> **Exercise aim**
The lines to be extracted run from the start of the listing through the line containing "algorithm, the DX7"; copy them exactly and nothing else.

> **Dataset extract**
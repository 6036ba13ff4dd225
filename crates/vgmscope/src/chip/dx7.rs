//! YM2612 to DX7 voice adaption.
//!
//! The YM2612 has 8 four-operator algorithms; the DX7 has 32 six-operator
//! algorithms. `adapt_snapshot` picks, for each YM2612 algorithm, the DX7
//! algorithm with the closest carrier/modulator topology. Only the
//! algorithm is carried over; operator envelopes are not translated.
use std::fmt;

use crate::chip::state::ChannelSnapshot;

/// DX7 algorithm number, 1-32.
#[derive(Debug, Clone, Copy, PartialEq, Eq, Hash)]
pub struct Dx7Algorithm(u8);

impl Dx7Algorithm {
    /// Returns `None` unless `1 <= number <= 32`.
    pub fn new(number: u8) -> Option<Self> {
        (1..=32).contains(&number).then_some(Self(number))
    }

    pub fn get(self) -> u8 {
        self.0
    }
}

/// A named DX7 voice.
#[derive(Debug, Clone, PartialEq, Eq)]
pub struct Dx7Voice {
    pub name: String,
    pub algorithm: Dx7Algorithm,
}

impl fmt::Display for Dx7Voice {
    fn fmt(&self, f: &mut fmt::Formatter<'_>) -> fmt::Result {
        writeln!(f, "[dx7-voice ")?;
        writeln!(f, "  [name {}]", self.name)?;
        writeln!(f, "  [algorithm {}]]", self.algorithm.get())
    }
}

/// DX7 algorithm for each YM2612 algorithm 0-7.
const ALGORITHMS: [Dx7Algorithm; 8] = [
    Dx7Algorithm(1),
    Dx7Algorithm(14),
    Dx7Algorithm(8),
    Dx7Algorithm(7),
    Dx7Algorithm(29),
    Dx7Algorithm(22),
    Dx7Algorithm(31),
    Dx7Algorithm(32),
];

/// Adapt a channel snapshot to a named DX7 voice.
pub fn adapt_snapshot(name: impl Into<String>, snapshot: &ChannelSnapshot) -> Dx7Voice {
    Dx7Voice {
        name: name.into(),
        algorithm: ALGORITHMS[(snapshot.algorithm & 0b111) as usize],
    }
}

> **Expected answer**
repository 6036ba13ff4dd225
filename crates/vgmscope/src/chip/dx7.rs
//! YM2612 to DX7 voice adaption.
//!
//! The YM2612 has 8 four-operator algorithms; the DX7 has 32 six-operator
//! algorithms. `adapt_snapshot` picks, for each YM2612 algorithm, the DX7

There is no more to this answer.